Ascending aorta replacement is done through traditional open surgery in which the weakened part of your ascending aorta will be removed by your surgeon and replaced with a graft.
Ascending aorta replacement is done through traditional open surgery in which the weakened part of your ascending aorta will be removed by your surgeon and replaced with a graft (synthetic fabric tube).
Some facts about Ascending aorta replacement:
Surgery is required if you have a ruptured or dissected aneurysm in your ascending aorta.
Surgery is also required if you have an aneurysm that is at risk of rupture or dissection.
Imaging tests are performed by the health care provider to check your aneurysm once or twice a year.
An aneurysm that is very small or stable in size usually doesn't need treatment.
However, surgery is required surgery to prevent rupture or dissection if the aneurysm is large or shows signs of rapid growth.

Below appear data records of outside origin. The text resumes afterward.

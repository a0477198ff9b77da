use actix_web::{HttpRequest, HttpResponse, Result as ActixResult};
use tracing::info;

use super::ClassroomService;
use crate::models::{
    ApiResponse, ErrorCode,
    classrooms::requests::{CreateClassroomRequest, UpdateClassroomRequest},
};
use crate::services::{bad_request, not_found, storage_error};
use crate::utils::validate::{validate_code, validate_text};

const MAX_CAPACITY: i32 = 1000;

fn check_fields(
    room_no: Option<&str>,
    building: Option<&str>,
    capacity: Option<i32>,
    equipment: Option<&[String]>,
) -> Result<(), String> {
    if let Some(room_no) = room_no {
        validate_code("教室编号", room_no, 1)?;
    }
    if let Some(building) = building {
        validate_text("教学楼", building, 1, 50)?;
    }
    if let Some(capacity) = capacity
        && !(1..=MAX_CAPACITY).contains(&capacity)
    {
        return Err(format!("容量必须在 1 到 {MAX_CAPACITY} 之间"));
    }
    if let Some(items) = equipment {
        for item in items {
            validate_text("设备名称", item, 1, 50)?;
        }
    }
    Ok(())
}

// 设备名称去除首尾空白并去重，保留原顺序
fn normalize_equipment(items: Vec<String>) -> Vec<String> {
    let mut seen = std::collections::HashSet::new();
    items
        .into_iter()
        .map(|item| item.trim().to_string())
        .filter(|item| seen.insert(item.clone()))
        .collect()
}

pub async fn create_classroom(
    service: &ClassroomService,
    mut classroom: CreateClassroomRequest,
    request: &HttpRequest,
) -> ActixResult<HttpResponse> {
    classroom.room_no = classroom.room_no.trim().to_string();
    if let Err(msg) = check_fields(
        Some(&classroom.room_no),
        Some(&classroom.building),
        Some(classroom.capacity),
        Some(&classroom.equipment),
    ) {
        return Ok(bad_request(ErrorCode::ValidationFailed, msg));
    }
    classroom.equipment = normalize_equipment(classroom.equipment);

    let storage = service.get_storage(request)?;
    match storage.create_classroom(classroom).await {
        Ok(room) => {
            info!("创建教室 {} ({})", room.label(), room.id);
            Ok(HttpResponse::Created().json(ApiResponse::success(room, "教室创建成功")))
        }
        Err(e) => Ok(storage_error(
            e,
            ErrorCode::ClassroomNotFound,
            ErrorCode::ClassroomAlreadyExists,
            "创建教室失败",
        )),
    }
}

pub async fn update_classroom(
    service: &ClassroomService,
    classroom_id: i64,
    mut update: UpdateClassroomRequest,
    request: &HttpRequest,
) -> ActixResult<HttpResponse> {
    if let Err(msg) = check_fields(
        update.room_no.as_deref(),
        update.building.as_deref(),
        update.capacity,
        update.equipment.as_deref(),
    ) {
        return Ok(bad_request(ErrorCode::ValidationFailed, msg));
    }
    update.equipment = update.equipment.map(normalize_equipment);

    let storage = service.get_storage(request)?;
    match storage.update_classroom(classroom_id, update).await {
        Ok(Some(room)) => Ok(HttpResponse::Ok().json(ApiResponse::success(room, "教室更新成功"))),
        Ok(None) => Ok(not_found(ErrorCode::ClassroomNotFound, "教室不存在")),
        Err(e) => Ok(storage_error(
            e,
            ErrorCode::ClassroomNotFound,
            ErrorCode::ClassroomAlreadyExists,
            "更新教室失败",
        )),
    }
}

/// 仍有排课时拒绝删除
pub async fn delete_classroom(
    service: &ClassroomService,
    classroom_id: i64,
    request: &HttpRequest,
) -> ActixResult<HttpResponse> {
    let storage = service.get_storage(request)?;

    match storage.delete_classroom(classroom_id).await {
        Ok(true) => Ok(HttpResponse::Ok().json(ApiResponse::success_empty("教室删除成功"))),
        Ok(false) => Ok(not_found(ErrorCode::ClassroomNotFound, "教室不存在")),
        Err(e) => Ok(storage_error(
            e,
            ErrorCode::ClassroomNotFound,
            ErrorCode::ClassroomInUse,
            "删除教室失败",
        )),
    }
}

#[cfg(test)]
mod tests {
    use super::*;

    #[test]
    fn test_check_fields() {
        let equipment = vec!["投影仪".to_string()];
        assert!(check_fields(Some("A101"), Some("A栋"), Some(60), Some(&equipment)).is_ok());
        assert!(check_fields(None, None, Some(0), None).is_err());
        assert!(check_fields(Some("A 101"), None, None, None).is_err());
        assert!(check_fields(None, None, None, Some(&[" ".to_string()])).is_err());
    }

    #[test]
    fn test_normalize_equipment() {
        let items = vec![
            " 投影仪".to_string(),
            "空调".to_string(),
            "投影仪 ".to_string(),
        ];
        assert_eq!(normalize_equipment(items), vec!["投影仪", "空调"]);
    }
}
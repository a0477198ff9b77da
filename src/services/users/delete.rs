use actix_web::{HttpRequest, HttpResponse, Result as ActixResult};
use std::sync::Arc;

use super::UserService;
use crate::errors::{Result, SchoolSystemError};
use crate::models::{
    ApiResponse, ErrorCode, common::BatchDeleteRequest, users::responses::BatchDeleteResponse,
};
use crate::services::{
    bad_request, current_user, internal_error, invalidate_principals, not_found, storage_error,
};
use crate::storage::Storage;

/// 删除结果
enum Removal {
    Deleted,
    Missing,
    Protected,
}

// 当前用户与内置管理员不可删除
async fn remove_user(storage: &Arc<dyn Storage>, user_id: i64, current_id: i64) -> Result<Removal> {
    if user_id == current_id {
        return Ok(Removal::Protected);
    }
    match storage.get_user_by_id(user_id).await? {
        None => Ok(Removal::Missing),
        Some(user) if user.is_builtin_admin() => Ok(Removal::Protected),
        Some(_) => Ok(if storage.delete_user(user_id).await? {
            Removal::Deleted
        } else {
            Removal::Missing
        }),
    }
}

pub async fn delete_user(
    service: &UserService,
    user_id: i64,
    request: &HttpRequest,
) -> ActixResult<HttpResponse> {
    let current = current_user(request)?;
    let storage = service.get_storage(request)?;

    match remove_user(&storage, user_id, current.id()).await {
        Ok(Removal::Deleted) => {
            invalidate_principals(request).await;
            Ok(HttpResponse::Ok().json(ApiResponse::success_empty("用户删除成功")))
        }
        Ok(Removal::Missing) => Ok(not_found(ErrorCode::UserNotFound, "用户不存在")),
        Ok(Removal::Protected) => Ok(bad_request(
            ErrorCode::CanNotDeleteCurrentUser,
            "不能删除当前登录用户或内置管理员",
        )),
        Err(e) => Ok(storage_error(
            e,
            ErrorCode::UserNotFound,
            ErrorCode::Conflict,
            "删除用户失败",
        )),
    }
}

pub async fn batch_delete_users(
    service: &UserService,
    batch: BatchDeleteRequest,
    request: &HttpRequest,
) -> ActixResult<HttpResponse> {
    if batch.ids.is_empty() {
        return Ok(bad_request(ErrorCode::BadRequest, "ids 不能为空"));
    }
    let current = current_user(request)?;
    let storage = service.get_storage(request)?;

    let mut ids = batch.ids;
    ids.sort_unstable();
    ids.dedup();

    let mut result = BatchDeleteResponse {
        deleted: 0,
        skipped: Vec::new(),
    };
    for id in ids {
        match remove_user(&storage, id, current.id()).await {
            Ok(Removal::Deleted) => result.deleted += 1,
            Ok(_) | Err(SchoolSystemError::Conflict(_)) => result.skipped.push(id),
            Err(e) => {
                // 已删除的用户仍需让缓存失效
                if result.deleted > 0 {
                    invalidate_principals(request).await;
                }
                return Ok(internal_error("批量删除用户失败", e));
            }
        }
    }

    if result.deleted > 0 {
        invalidate_principals(request).await;
    }
    Ok(HttpResponse::Ok().json(ApiResponse::success(result, "批量删除完成")))
}
//! 业务服务层
//!
//! 每个资源一个服务，路由层通过懒加载的全局实例调用。
//! 服务从请求的 app data 中取得 `Arc<dyn Storage>`，返回统一响应体。

use actix_web::{
    HttpRequest, HttpResponse, Result as ActixResult, error::InternalError, http::StatusCode,
    web,
};
use std::sync::Arc;
use tracing::error;

use crate::cache::ObjectCache;
use crate::errors::SchoolSystemError;
use crate::middlewares::RequireJWT;
use crate::models::{ApiResponse, ErrorCode, auth::CurrentUser};
use crate::storage::Storage;

/// 生成服务结构体：可注入存储（测试），否则从请求中获取
macro_rules! define_service {
    ($(#[$meta:meta])* $name:ident) => {
        $(#[$meta])*
        pub struct $name {
            storage: Option<std::sync::Arc<dyn $crate::storage::Storage>>,
        }

        impl $name {
            pub fn new_lazy() -> Self {
                Self { storage: None }
            }

            pub fn with_storage(storage: std::sync::Arc<dyn $crate::storage::Storage>) -> Self {
                Self {
                    storage: Some(storage),
                }
            }

            pub(crate) fn get_storage(
                &self,
                request: &actix_web::HttpRequest,
            ) -> actix_web::Result<std::sync::Arc<dyn $crate::storage::Storage>> {
                match &self.storage {
                    Some(storage) => Ok(storage.clone()),
                    None => $crate::services::storage_from_request(request),
                }
            }
        }
    };
}

pub mod auth;
pub mod classrooms;
pub mod course_offerings;
pub mod courses;
pub mod departments;
pub mod enrollments;
pub mod grades;
pub mod permissions;
pub mod reward_punishments;
pub mod roles;
pub mod schedules;
pub mod statistics;
pub mod student_status;
pub mod students;
pub mod teachers;
pub mod users;

pub use auth::AuthService;
pub use classrooms::ClassroomService;
pub use course_offerings::OfferingService;
pub use courses::CourseService;
pub use departments::DepartmentService;
pub use enrollments::EnrollmentService;
pub use grades::GradeService;
pub use permissions::PermissionService;
pub use reward_punishments::RewardPunishmentService;
pub use roles::RoleService;
pub use schedules::ScheduleService;
pub use statistics::StatisticsService;
pub use student_status::StudentStatusService;
pub use students::StudentService;
pub use teachers::TeacherService;
pub use users::UserService;

/// 带统一响应体的 actix 错误，用于在 `?` 处直接结束请求
pub(crate) fn envelope_error(status: StatusCode, code: ErrorCode, message: &str) -> actix_web::Error {
    let response = HttpResponse::build(status).json(ApiResponse::error_empty(code, message));
    InternalError::from_response(message.to_string(), response).into()
}

pub(crate) fn storage_from_request(request: &HttpRequest) -> ActixResult<Arc<dyn Storage>> {
    request
        .app_data::<web::Data<Arc<dyn Storage>>>()
        .map(|data| data.get_ref().clone())
        .ok_or_else(|| {
            envelope_error(
                StatusCode::INTERNAL_SERVER_ERROR,
                ErrorCode::InternalServerError,
                "存储未初始化",
            )
        })
}

pub(crate) fn cache_from_request(request: &HttpRequest) -> Option<Arc<dyn ObjectCache>> {
    request
        .app_data::<web::Data<Arc<dyn ObjectCache>>>()
        .map(|data| data.get_ref().clone())
}

/// 角色或权限变更后清空认证主体缓存，使新授权立即生效
pub(crate) async fn invalidate_principals(request: &HttpRequest) {
    if let Some(cache) = cache_from_request(request) {
        cache.invalidate_all().await;
    }
}

/// 当前用户；只在 RequireJWT 保护的路由中调用
pub(crate) fn current_user(request: &HttpRequest) -> ActixResult<CurrentUser> {
    RequireJWT::extract_current_user(request).ok_or_else(|| {
        envelope_error(StatusCode::UNAUTHORIZED, ErrorCode::Unauthorized, "需要登录")
    })
}

pub(crate) fn bad_request(code: ErrorCode, message: impl Into<String>) -> HttpResponse {
    HttpResponse::BadRequest().json(ApiResponse::error_empty(code, message))
}

pub(crate) fn not_found(code: ErrorCode, message: impl Into<String>) -> HttpResponse {
    HttpResponse::NotFound().json(ApiResponse::error_empty(code, message))
}

pub(crate) fn forbidden(message: impl Into<String>) -> HttpResponse {
    HttpResponse::Forbidden().json(ApiResponse::error_empty(ErrorCode::Forbidden, message))
}

pub(crate) fn internal_error(context: &str, err: impl std::fmt::Display) -> HttpResponse {
    error!("{context}: {err}");
    HttpResponse::InternalServerError().json(ApiResponse::error_empty(
        ErrorCode::InternalServerError,
        format!("{context}: {err}"),
    ))
}

/// 把存储层错误映射为 HTTP 响应
///
/// 校验失败 400，引用缺失 404，业务冲突 409，其余 500。
pub(crate) fn storage_error(
    err: SchoolSystemError,
    not_found_code: ErrorCode,
    conflict_code: ErrorCode,
    context: &str,
) -> HttpResponse {
    match err {
        SchoolSystemError::Validation(msg) => bad_request(ErrorCode::ValidationFailed, msg),
        SchoolSystemError::NotFound(msg) => not_found(not_found_code, msg),
        SchoolSystemError::Conflict(msg) => {
            HttpResponse::Conflict().json(ApiResponse::error_empty(conflict_code, msg))
        }
        SchoolSystemError::Authorization(msg) => forbidden(msg),
        other => internal_error(context, other),
    }
}

/// 引用多种对象时，按缺失对象的名称挑选错误码
pub(crate) fn reference_error(
    err: SchoolSystemError,
    codes: &[(&str, ErrorCode)],
    conflict_code: ErrorCode,
    context: &str,
) -> HttpResponse {
    let not_found_code = match &err {
        SchoolSystemError::NotFound(msg) => codes
            .iter()
            .find(|(prefix, _)| msg.starts_with(prefix))
            .map(|(_, code)| *code)
            .unwrap_or(ErrorCode::NotFound),
        _ => ErrorCode::NotFound,
    };
    storage_error(err, not_found_code, conflict_code, context)
}

#[cfg(test)]
mod tests {
    use super::*;

    #[test]
    fn test_storage_error_status() {
        let cases = [
            (SchoolSystemError::validation("x"), StatusCode::BAD_REQUEST),
            (SchoolSystemError::not_found("x"), StatusCode::NOT_FOUND),
            (SchoolSystemError::conflict("x"), StatusCode::CONFLICT),
            (SchoolSystemError::authorization("x"), StatusCode::FORBIDDEN),
            (
                SchoolSystemError::database_operation("x"),
                StatusCode::INTERNAL_SERVER_ERROR,
            ),
        ];
        for (err, status) in cases {
            let resp = storage_error(err, ErrorCode::NotFound, ErrorCode::Conflict, "测试");
            assert_eq!(resp.status(), status);
        }
    }

    #[actix_web::test]
    async fn test_reference_error_picks_code() {
        let resp = reference_error(
            SchoolSystemError::not_found("部门 3 不存在"),
            &[("用户", ErrorCode::UserNotFound), ("部门", ErrorCode::DepartmentNotFound)],
            ErrorCode::Conflict,
            "测试",
        );
        assert_eq!(resp.status(), StatusCode::NOT_FOUND);
        let body = actix_web::body::to_bytes(resp.into_body()).await.unwrap();
        let json: serde_json::Value = serde_json::from_slice(&body).unwrap();
        assert_eq!(json["code"], ErrorCode::DepartmentNotFound as i32);
    }
}
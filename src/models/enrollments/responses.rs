use super::entities::EnrollmentDetail;
use crate::models::common::PaginatedResponse;

pub type EnrollmentListResponse = PaginatedResponse<EnrollmentDetail>;
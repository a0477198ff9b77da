//! 部门树构建，父子关系按 id 查找；遇到环时断开

use std::collections::{HashMap, HashSet};

use crate::models::departments::entities::{Department, DepartmentNode};

pub fn build_department_tree(departments: Vec<Department>) -> Vec<DepartmentNode> {
    let ids: HashSet<i64> = departments.iter().map(|d| d.id).collect();
    let mut children_of: HashMap<i64, Vec<i64>> = HashMap::new();
    let mut roots = Vec::new();
    let mut order = Vec::with_capacity(departments.len());

    for dept in &departments {
        order.push(dept.id);
        match dept.parent_id {
            Some(parent) if parent != dept.id && ids.contains(&parent) => {
                children_of.entry(parent).or_default().push(dept.id)
            }
            _ => roots.push(dept.id),
        }
    }

    let mut by_id: HashMap<i64, Department> =
        departments.into_iter().map(|d| (d.id, d)).collect();
    let mut visited = HashSet::new();
    let mut tree: Vec<DepartmentNode> = roots
        .into_iter()
        .filter_map(|id| build_node(id, &children_of, &mut by_id, &mut visited))
        .collect();

    // 环上的节点无法从根到达，提升为根
    for id in order {
        if let Some(node) = build_node(id, &children_of, &mut by_id, &mut visited) {
            tree.push(node);
        }
    }
    tree
}

fn build_node(
    id: i64,
    children_of: &HashMap<i64, Vec<i64>>,
    by_id: &mut HashMap<i64, Department>,
    visited: &mut HashSet<i64>,
) -> Option<DepartmentNode> {
    if !visited.insert(id) {
        return None;
    }
    let department = by_id.remove(&id)?;
    let children = children_of
        .get(&id)
        .map(|ids| {
            ids.iter()
                .filter_map(|child| build_node(*child, children_of, by_id, visited))
                .collect()
        })
        .unwrap_or_default();
    Some(DepartmentNode {
        department,
        children,
    })
}

/// 判断 `candidate` 是否为 `ancestor` 自身或其后代
///
/// `parents` 为 id -> parent_id 映射；沿父链向上查找，遇环终止。
pub fn is_self_or_descendant(
    parents: &HashMap<i64, Option<i64>>,
    ancestor: i64,
    candidate: i64,
) -> bool {
    let mut seen = HashSet::new();
    let mut current = Some(candidate);
    while let Some(id) = current {
        if id == ancestor {
            return true;
        }
        if !seen.insert(id) {
            return false;
        }
        current = parents.get(&id).copied().flatten();
    }
    false
}

#[cfg(test)]
mod tests {
    use super::*;

    fn dept(id: i64, parent_id: Option<i64>) -> Department {
        let now = chrono::Utc::now();
        Department {
            id,
            dept_name: format!("部门{id}"),
            dept_code: format!("D{id}"),
            parent_id,
            description: None,
            status: true,
            created_at: now,
            updated_at: now,
        }
    }

    fn count(nodes: &[DepartmentNode]) -> usize {
        nodes.iter().map(|n| 1 + count(&n.children)).sum()
    }

    #[test]
    fn test_builds_nested_tree() {
        let tree = build_department_tree(vec![
            dept(1, None),
            dept(2, Some(1)),
            dept(3, Some(2)),
            dept(4, None),
        ]);
        assert_eq!(tree.len(), 2);
        assert_eq!(tree[0].children[0].children[0].department.id, 3);
        assert_eq!(count(&tree), 4);
    }

    #[test]
    fn test_missing_parent_becomes_root() {
        let tree = build_department_tree(vec![dept(5, Some(99))]);
        assert_eq!(tree.len(), 1);
        assert_eq!(tree[0].department.id, 5);
    }

    #[test]
    fn test_cycle_does_not_loop_or_drop_nodes() {
        let tree = build_department_tree(vec![dept(1, Some(2)), dept(2, Some(1)), dept(3, Some(3))]);
        assert_eq!(count(&tree), 3);
    }

    #[test]
    fn test_is_self_or_descendant() {
        let parents: HashMap<i64, Option<i64>> =
            [(1, None), (2, Some(1)), (3, Some(2)), (4, None)].into_iter().collect();
        assert!(is_self_or_descendant(&parents, 1, 3));
        assert!(is_self_or_descendant(&parents, 2, 2));
        assert!(!is_self_or_descendant(&parents, 3, 1));
        assert!(!is_self_or_descendant(&parents, 1, 4));

        let cyclic: HashMap<i64, Option<i64>> =
            [(1, Some(2)), (2, Some(1))].into_iter().collect();
        assert!(!is_self_or_descendant(&cyclic, 9, 1));
    }
}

Surgery is recommended if the risks of delaying treatment outweigh the risks of surgery.
Individual factors like your body size and medical conditions will be taken into account before performing Ascending aorta replacement surgery.
A formula is used by the health care provider to calculate the risk of rupture based on your body size and aneurysm size which can lead to surgeries for aneurysms below 5 centimeters in diameter.
Aneurysm repair is suggested at the same time along with another type of heart surgery.
The aneurysm diameter could be as small as 4 centimeters in such cases.
It is advisable to fix it sooner to prevent future problems and avoid multiple surgeries.
Preparation for Ascending aorta replacement:
A physical exam will be done several weeks before your surgery.
Some blood test will be done to check your kidney function.
CT or Heart MRI will be done to check all parts of your aorta.
Coronary angiography will be done to check for atherosclerosis and Duplex ultrasound to check the health of your carotid arteries.
Drinking anything including water and eating anything after midnight the night before your surgery is restricted.
Certain drugs can be taken the morning of your surgery
Procedure for Ascending aorta replacement:
The weakened part of your aorta will be replaced with a graft (synthetic fabric tube)
If other parts of your aorta like the aortic root or aortic arch are damaged, it can be fixed by your surgeon at the same time
Your aortic valve may also be removed if needed
The duration of surgery depends on the condition of your aorta as well as your medical history and family history.
General anesthesia will be given that puts you to sleep during the surgery.
You will be on a heart-lung machine (cardiopulmonary bypass) during the surgery.
Deep hypothermic circulatory arrest (DHCA) will also be used to stop your blood circulation.
An incision will be made in the front of your chest (median sternotomy).
A tool called an aortic cross-clamp will be used to pause blood flow through your ascending aorta
The bulging section of your ascending aorta will be replaced with a tube called a graft which will functions as a new lining for your artery.
The graft will be sewed in place with stitches and the incision in your chest will be closed with stitches or staples.